UPDATE: Big Ten officially pulls plug on fall football amid COVID-19 concerns

Ohio State beat Wisconsin, 34-21 in the Big Ten Football Championship on Saturday, Dec. 7 at Lucas Oil Stadium. (IBJ photo/Mickey Shuey)

The Big Ten Conference won’t be playing football and other sports this fall because of concerns about COVID-19, officials announced Tuesday, ending two days of speculation.

The official announcement comes two days after various media reports emerged that said the conference had decided to call off  the fall sports season. Indiana University and Purdue University are Big Ten members.

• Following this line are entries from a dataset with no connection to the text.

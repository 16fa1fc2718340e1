use clap::{Args, Subcommand};
use std::io;
use wt_core::{Error, Result, SearchHit, StoredArticleRecord};
use wt_tokenize::StrategyKind;

use crate::manager::{ArticlePipeline, DownloadOutcome};
use crate::sources::wikipedia::DEFAULT_SEARCH_LIMIT;

pub const TOKEN_PREVIEW_LIMIT: usize = 500;

#[derive(Args, Debug, Clone)]
pub struct PipelineArgs {
    #[command(subcommand)]
    pub command: PipelineCommands,
}

#[derive(Subcommand, Debug, Clone)]
pub enum PipelineCommands {
    /// Search the encyclopedia for articles matching a query
    Search {
        #[arg(required = true, num_args = 1..)]
        query: Vec<String>,
        /// Maximum number of results
        #[arg(short, long, default_value_t = DEFAULT_SEARCH_LIMIT)]
        limit: usize,
    },
    /// Fetch an article by page id, tokenize it and store it
    Download {
        #[arg(allow_negative_numbers = true)]
        id: i64,
    },
    /// List stored articles, newest first
    List,
    /// Print a stored article's tokens
    Show {
        key: String,
        #[arg(long, default_value_t = TOKEN_PREVIEW_LIMIT)]
        max_tokens: usize,
    },
    /// Delete a stored article
    Delete { key: String },
    /// Tokenize text with the selected strategy without storing anything
    Tokenize {
        #[arg(required = true, num_args = 1..)]
        text: Vec<String>,
    },
    /// List available tokenization strategies
    Strategies,
}

pub async fn handle_command(args: PipelineArgs, pipeline: &ArticlePipeline) -> Result<()> {
    match args.command {
        PipelineCommands::Search { query, limit } => {
            let hits = pipeline.search(&query.join(" "), limit).await?;
            println!("{}", format_hits(&hits));
        }
        PipelineCommands::Download { id } => match pipeline.download(id).await? {
            DownloadOutcome::Stored { record, article } => {
                println!("🆕 {} saved as {}", record.title, record.file_key);
                println!("{}", format_tokens(&article.tokens, TOKEN_PREVIEW_LIMIT));
            }
            DownloadOutcome::Unavailable { external_id } => {
                println!("⏭️ No content available for page {}", external_id);
            }
        },
        PipelineCommands::List => {
            let records = pipeline.list().await?;
            println!("{}", format_records(&records));
        }
        PipelineCommands::Show { key, max_tokens } => {
            let record = find_record(pipeline, &key).await?;
            let article = pipeline.load(&record).await?;
            println!("📰 {} (saved {})", record.title, record.saved_at.to_rfc3339());
            println!("{}", format_tokens(&article.tokens, max_tokens));
        }
        PipelineCommands::Delete { key } => {
            let record = find_record(pipeline, &key).await?;
            pipeline.delete(&record).await?;
            println!("🗑️ Deleted {}", record.file_key);
        }
        PipelineCommands::Tokenize { text } => {
            let tokens = pipeline.tokenizer().tokenize_text(&text.join(" "));
            println!("{}", format_tokens(&tokens, TOKEN_PREVIEW_LIMIT));
        }
        PipelineCommands::Strategies => {
            println!("Available strategies:");
            let active = pipeline.tokenizer().kind();
            for kind in StrategyKind::ALL {
                let marker = if kind == active { "*" } else { " " };
                println!(" {} {}", marker, kind);
            }
        }
    }
    Ok(())
}

async fn find_record(pipeline: &ArticlePipeline, key: &str) -> Result<StoredArticleRecord> {
    pipeline.find(key).await?.ok_or_else(|| {
        Error::repository(
            format!("looking up article '{}'", key),
            io::Error::new(io::ErrorKind::NotFound, "no stored article with this key"),
        )
    })
}

pub fn format_hits(hits: &[SearchHit]) -> String {
    if hits.is_empty() {
        return "No results found.".to_string();
    }
    let mut out = format!("Found {} result(s).", hits.len());
    for hit in hits {
        out.push_str(&format!("\n[{}] {}", hit.external_id, hit.title));
        if !hit.snippet.is_empty() {
            out.push_str(&format!("\n    {}", hit.snippet));
        }
    }
    out
}

pub fn format_records(records: &[StoredArticleRecord]) -> String {
    if records.is_empty() {
        return "No stored articles.".to_string();
    }
    records
        .iter()
        .map(|r| {
            format!(
                "{}  {}  {} tokens  {}",
                r.saved_at.format("%Y-%m-%d %H:%M:%S"),
                r.file_key,
                r.token_count,
                r.title
            )
        })
        .collect::<Vec<_>>()
        .join("\n")
}

pub fn format_tokens(tokens: &[String], max: usize) -> String {
    let shown = tokens.iter().take(max).map(String::as_str).collect::<Vec<_>>();
    format!(
        "Total tokens: {}\n\nTokens (first {}):\n{}",
        tokens.len(),
        max,
        shown.join(" | ")
    )
}
/// Serialized form of the metadata file.
#[derive(Debug, Clone, PartialEq, Serialize, Deserialize)]
#[serde(rename_all = "camelCase")]
pub struct ArticleMetadata {
    pub title: String,
    pub article_path: PathBuf,
    pub tokens_path: PathBuf,
    pub token_count: usize,
    pub saved_date: DateTime<Utc>,
    pub content_length: usize,
}

#[derive(Debug, Clone, PartialEq, Eq)]
pub struct FilePaths {
    pub content: PathBuf,
    pub tokens: PathBuf,
    pub metadata: PathBuf,
}

impl FilePaths {
    pub fn new(root: &Path, key: &str) -> Self {
        Self {
            content: root.join(format!("{}{}", key, CONTENT_SUFFIX)),
            tokens: root.join(format!("{}{}", key, TOKENS_SUFFIX)),
            metadata: root.join(format!("{}{}", key, METADATA_SUFFIX)),
        }
    }

    fn all(&self) -> [&Path; 3] {
        [&self.content, &self.tokens, &self.metadata]
    }

    pub async fn all_exist(&self) -> io::Result<bool> {
        for path in self.all() {
            if !fs::try_exists(path).await? {
                return Ok(false);
            }
        }
        Ok(true)
    }

    async fn any_exist(&self) -> io::Result<bool> {
        for path in self.all() {
            if fs::try_exists(path).await? {
                return Ok(true);
            }
        }
        Ok(false)
    }
}

/// Replace characters that are not allowed in file names on common
/// platforms and cap the UTF-8 length at [`MAX_TITLE_BYTES`].
pub fn sanitize_title(title: &str) -> String {
    let mut sanitized = String::new();
    for c in title.trim().chars() {
        let c = match c {
            '<' | '>' | ':' | '"' | '/' | '\\' | '|' | '?' | '*' => '_',
            c if c.is_control() => '_',
            c => c,
        };
        if sanitized.len() + c.len_utf8() > MAX_TITLE_BYTES {
            break;
        }
        sanitized.push(c);
    }
    sanitized
}

pub fn file_key(title: &str, saved_at: DateTime<Utc>) -> String {
    format!("{}_{}", sanitize_title(title), saved_at.format(KEY_TIMESTAMP_FORMAT))
}

/// Write to a uniquely named hidden sibling, then rename into place.
/// The temporary file is removed on any failure.
async fn write_atomic(path: &Path, contents: Vec<u8>) -> io::Result<()> {
    let path = path.to_path_buf();
    task::spawn_blocking(move || -> io::Result<()> {
        let dir = path.parent().ok_or_else(|| {
            io::Error::new(io::ErrorKind::InvalidInput, format!("{} has no parent", path.display()))
        })?;
        let name = path
            .file_name()
            .map(|n| n.to_string_lossy().into_owned())
            .unwrap_or_default();
        let mut tmp = tempfile::Builder::new()
            .prefix(&format!(".{}.", name))
            .suffix(".tmp")
            .tempfile_in(dir)?;
        tmp.write_all(&contents)?;
        tmp.persist(&path).map_err(|e| e.error)?;
        Ok(())
    })
    .await
    .map_err(|e| io::Error::new(io::ErrorKind::Other, e))?
}

async fn remove_if_exists(path: &Path) -> io::Result<()> {
    match fs::remove_file(path).await {
        Ok(()) => Ok(()),
        Err(e) if e.kind() == io::ErrorKind::NotFound => Ok(()),
        Err(e) => Err(e),
    }
}

pub struct FileStorage {
    root: PathBuf,
}
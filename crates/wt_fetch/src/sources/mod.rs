pub mod wikipedia;

pub use wikipedia::{ClientConfig, WikipediaClient};

/// Common utilities for content sources
pub(crate) mod utils {
    use serde_json::Value;
    use url::Url;
    use wt_core::{Error, Result};

    pub fn parse_url(url: &str) -> Result<Url> {
        Url::parse(url).map_err(|e| Error::Config(format!("Failed to parse URL {}: {}", url, e)))
    }

    /// `code: info` from a MediaWiki `error` object, if the body carries one.
    pub fn api_error(body: &Value) -> Option<String> {
        let error = body.get("error")?;
        let code = error.get("code").and_then(Value::as_str).unwrap_or("unknown");
        let info = error.get("info").and_then(Value::as_str).unwrap_or("no details");
        Some(format!("{}: {}", code, info))
    }
}
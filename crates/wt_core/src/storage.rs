use async_trait::async_trait;
use crate::types::{StoredArticleRecord, TokenizedArticle};
use crate::Result;

#[async_trait]
pub trait ArticleRepository: Send + Sync {
    /// Persist a tokenized article under a fresh key
    async fn save(&self, article: &TokenizedArticle) -> Result<StoredArticleRecord>;

    /// List every complete stored article, newest first
    async fn get_all(&self) -> Result<Vec<StoredArticleRecord>>;

    /// Read a stored article back
    async fn load(&self, record: &StoredArticleRecord) -> Result<TokenizedArticle>;

    /// Remove whatever is left of a stored article
    async fn delete(&self, record: &StoredArticleRecord) -> Result<()>;

    /// True iff every file of the record is present
    async fn exists(&self, record: &StoredArticleRecord) -> Result<bool>;

    /// Look up a stored article by its file key
    async fn find(&self, file_key: &str) -> Result<Option<StoredArticleRecord>> {
        Ok(self
            .get_all()
            .await?
            .into_iter()
            .find(|record| record.file_key == file_key))
    }
}
pub mod error;
pub mod source;
pub mod storage;
pub mod types;

pub use error::{Error, Result};
pub use source::ContentSource;
pub use storage::ArticleRepository;
pub use types::{FetchOutcome, RawArticle, SearchHit, StoredArticleRecord, TokenizedArticle};
//! crates/agentstream_core/src/identity.rs
//!
//! Reads the claims of a third-party identity token (a JWT).
//!
//! Only the payload segment is decoded. The signature is not verified: the
//! token's claims are trusted as presented.

use crate::domain::IdentityClaims;
use crate::ports::{PortError, PortResult};
use base64::engine::general_purpose::URL_SAFE_NO_PAD;
use base64::Engine;

pub fn decode_identity_token(token: &str) -> PortResult<IdentityClaims> {
    let payload = token
        .trim()
        .split('.')
        .nth(1)
        .filter(|segment| !segment.is_empty())
        .ok_or_else(|| PortError::Auth("identity token has no payload segment".to_string()))?;

    // Some issuers pad the segment; the URL-safe engine here does not accept it.
    let bytes = URL_SAFE_NO_PAD
        .decode(payload.trim_end_matches('='))
        .map_err(|e| PortError::Auth(format!("identity token payload is not base64url: {e}")))?;

    serde_json::from_slice(&bytes)
        .map_err(|e| PortError::Auth(format!("identity token payload is not valid JSON: {e}")))
}

#[cfg(test)]
mod tests {
    use super::*;

    fn token_with_payload(payload: &str) -> String {
        format!(
            "{}.{}.signature",
            URL_SAFE_NO_PAD.encode(r#"{"alg":"RS256","typ":"JWT"}"#),
            URL_SAFE_NO_PAD.encode(payload)
        )
    }

    #[test]
    fn decodes_profile_claims() {
        let token = token_with_payload(
            r#"{"sub":"1234","email":"ada@example.com","name":"Ada Lovelace","picture":"https://example.com/a.png","email_verified":true}"#,
        );

        let claims = decode_identity_token(&token).unwrap();
        assert_eq!(claims.sub.as_deref(), Some("1234"));
        assert_eq!(claims.email.as_deref(), Some("ada@example.com"));
        assert_eq!(claims.name.as_deref(), Some("Ada Lovelace"));
        assert_eq!(claims.picture.as_deref(), Some("https://example.com/a.png"));
        assert_eq!(claims.email_verified, Some(true));
    }

    #[test]
    fn decodes_non_ascii_names() {
        let token = token_with_payload(r#"{"name":"Zoë Ñuñez"}"#);
        let claims = decode_identity_token(&token).unwrap();
        assert_eq!(claims.name.as_deref(), Some("Zoë Ñuñez"));
        assert_eq!(claims.email, None);
    }

    #[test]
    fn rejects_malformed_tokens() {
        assert!(matches!(
            decode_identity_token("no-dots-here"),
            Err(PortError::Auth(_))
        ));
        assert!(matches!(
            decode_identity_token("a.!!!.c"),
            Err(PortError::Auth(_))
        ));

        let not_json = format!("a.{}.c", URL_SAFE_NO_PAD.encode("plain text"));
        assert!(matches!(
            decode_identity_token(&not_json),
            Err(PortError::Auth(_))
        ));
    }
}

The decision comes six day after the conference, which includes historic powerhouse programs such as Ohio State University, Michigan, Nebraska and Penn State, released a revised conference-only football schedule that it hoped would help it navigate a fall season amid the pandemic.

The fall sports in the decision are men’s and women’s cross country, field hockey, football, men’s and women’s soccer, and women’s volleyball.

The conference said it would continue to evaluate a number of options regarding the sports, including the possibility of competition in the spring. Decisions regarding winter and spring sports will also continue to be evaluated.

The conference said Tuesday that it relied on the medical advice and counsel of the Big Ten Task Force for Emerging Infectious Diseases and the Big Ten Sports Medicine Committee.

“Our primary responsibility is to make the best possible decisions in the interest of our students, faculty and staff,” said Northwestern University President Morton Schapiro, chairman of the Big Ten Council of Presidents/Chancellors, in a written statement.

Speculation has run rampant for several days that the Big Ten was moving toward the decision. On Monday, coaches throughout the conference tried to push back the tide, publicly pleading for more time and threatening to look elsewhere for games this fall.

The Big Ten became the first Power Five Conference member to yield to the pandemic but might not be the last. Other Power Five members include the Atlantic Coast Conference, Big 12 Conference, Pac-12 Conference and Southeastern Conference.

On Saturday, the Mid-American Conference became the first among 10 leagues that play at the highest tier of Division I college football to cancel fall sports. Ball State University plays in the MAC. The Mountain West Conference followed suit on Monday.

The Big Ten touts itself as the oldest college athletic conference in the country, dating back to 1896 when it was called the Western Conference, and its schools have been playing football ever since. It became the Big Ten in 1918 and grew into a football powerhouse.

The 14 Big Ten schools span from Maryland and Rutgers on the East Coast to Iowa and Nebraska out west. Not only has it been one of the most successful conferences on the field but off the field it has become one of the wealthiest.

The Big Ten, with its lucrative television network, distributes about $50 million per year to its members.

With the Big Ten’s decision, 41 of the 130 Football Bowl Subdivision schools have either said they will not play this fall or are in conferences that have made that decision.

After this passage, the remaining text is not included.